In the initial creation account in Genesis, God realizes that while His creation is very good, one thing is not, man is alone. In the final close of the scriptures we see the fulfillment of God's new creation: every tribe, nation, and tongue gathered together. Relationships are so sacred that the very nature of God is relational in the form of the Trinity and in His personal presence with us. Relationships are indeed sacred and good.
However, the modern church suffers from the same ailment most in out current culture does, a lack of connection. In some ways we are more connected than ever before, via email, facebook, smart phones, and on; allowing access to the whole world at our very fingertips. While technology does allow unique opportunities to connect, they pale in comparison to face-to-face relationships.
Yet even when we encounter each other face-to-face we are often more interested in (or distracted by) the person far away via our handheld device of choice. I no longer marvel at people gathered together yet all on their phones as opposed to connected to one another. The consequences of our technology are only symptoms of our totally disconnected culture. We have moved from the front porch to the back and the church has followed suite.
It is a shame that our fellowship often only entails a hand-shake during the appointed times on Sunday morning. And it is out of this shame and rekindled theology that the buzz has grown concerning relationships. The problem is that despite this renewed attention, we are still failing to really connect with one another. There are various causes behind all this, most prominently is that we are all too busy.
I remember living in Arkansas a few years back. I would go visit my grandmother Mary nearly every Saturday morning and every time I never failed to laugh and cry. Those were some of the most genuine moments I have ever shared with another human being. Those time changed me, helped to be alive again after such a long time of not being so.
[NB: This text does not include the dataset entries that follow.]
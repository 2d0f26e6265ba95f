//! Ports - Interfaces for external dependencies.
//!
//! Following hexagonal architecture, ports define the contracts between
//! the application and the outside world. Adapters implement these ports.
//!
//! - `AIProvider` - Multimodal inference (extraction and Q&A)
//! - `Transcriber` - Speech-to-text for spoken questions
//! - `DocumentCache` - Last extracted receipt
//! - `UploadStore` - Retained receipt images
//! - `ReceiptSchemaValidator` - Receipt shape validation

mod ai_provider;
mod document_cache;
mod schema_validator;
mod transcriber;
mod upload_store;

pub use ai_provider::{
    AIError, AIProvider, CompletionRequest, CompletionResponse, ContentPart, FinishReason,
    ImageDetail, Message, MessageRole, RequestMetadata, ResponseFormat, TokenUsage,
};
pub use document_cache::{CacheError, CacheSource, DocumentCache};
pub use schema_validator::{ReceiptSchemaValidator, SchemaError, SchemaViolation};
pub use transcriber::{
    AudioClip, Transcriber, Transcript, TranscriptionError, DEFAULT_AUDIO_FILENAME,
};
pub use upload_store::{UploadError, UploadStore};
Yet life began to happen and eventually every Saturday turned into every once and awhile. One time, while apologizing for not being around, Grandma said, "well you're busy." Although meant with all the tenderness in the world, few words have stung me more in my life. If I'm too busy for Grandma, I'm busy with all the wrong things. And I think when we say we're too busy, we're revealing our loyalties, that we would rather feed our own needs than offer the sacrifice of quality time.
Yet despite the biblical bookends and God's triune nature, why should we make the effort?
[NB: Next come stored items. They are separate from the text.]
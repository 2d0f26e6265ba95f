//! Validation Adapters - Schema validation implementations.
//!
//! Contains the adapter validating extracted receipts against the embedded JSON Schema.

mod json_schema_validator;

pub use json_schema_validator::JsonSchemaValidator;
This thing we call Christianity is so much bigger than ourselves. It is more than just a story of how Jesus saves us, it is a cosmic story of the redemption of the entire universe both seen and unseen. And somehow this new creation is being brought into this world through only one source: the church.
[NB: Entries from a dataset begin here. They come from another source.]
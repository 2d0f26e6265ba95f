//! AI Provider Adapters.
//!
//! Implementations of the AIProvider and Transcriber ports.
//!
//! ## Available Adapters
//!
//! - `OpenAIProvider` - OpenAI Responses API (multimodal, JSON mode)
//! - `OpenAITranscriber` - OpenAI speech-to-text, one model per instance
//! - `FailoverTranscriber` - Ordered transcriber chain with fallback on error
//! - `MockAIProvider` / `MockTranscriber` - Configurable mocks for testing

mod failover_transcriber;
mod mock_provider;
mod openai_provider;
mod openai_transcriber;

pub use failover_transcriber::FailoverTranscriber;
pub use mock_provider::{MockAIProvider, MockResponse, MockTranscriber};
pub use openai_provider::{OpenAIConfig, OpenAIProvider, DEFAULT_BASE_URL};
pub use openai_transcriber::OpenAITranscriber;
Everything, our lives, the earth, our relationships have been subjected to the rule of death and decay. But in the work and person of Jesus Christ, all things are being made new, not least of which is our relationships. We are being reconciled to our former enemy God through the unfailing love of Jesus and that same act of love is breaking down the walls of disconnect no matter how large they may be right now.
Too busy to get together? We are too busy not to get together. Because our relationships are not the stuff of TV sitcoms but a force so powerful angels long to look upon them. These are not shake-your-hand moments but giving our very lives away moments. And it is precisely Jesus' prayer, before his death that will set the whole world on its head, that we should be "one." And it is through that oneness, perhaps only through that oneness, that world will be changed.
Our relationships far transcend a bible study where we acquire more knowledge to ignore, but an opportunity, privilege even, to truly live, embracing the fullness of our humanity in the giving of our very lives. It is of course in the dying that we live. And it is of course in the dying of our self-centeredness that we may live, that the church may live, that the entire world may live again.
I dare not speak these words as one who has authority. I dream of right relationships but only from a distance. There are still strong walls built around me, around each of us, that only the power of the Gospel of the Jesus himself can tear-down. But that is the very beauty of the gospel, it will accomplish its purposes and these walls will come tumbling down and we will find ourselves at Grandma's on Saturday, changing the world through our laughter and tears.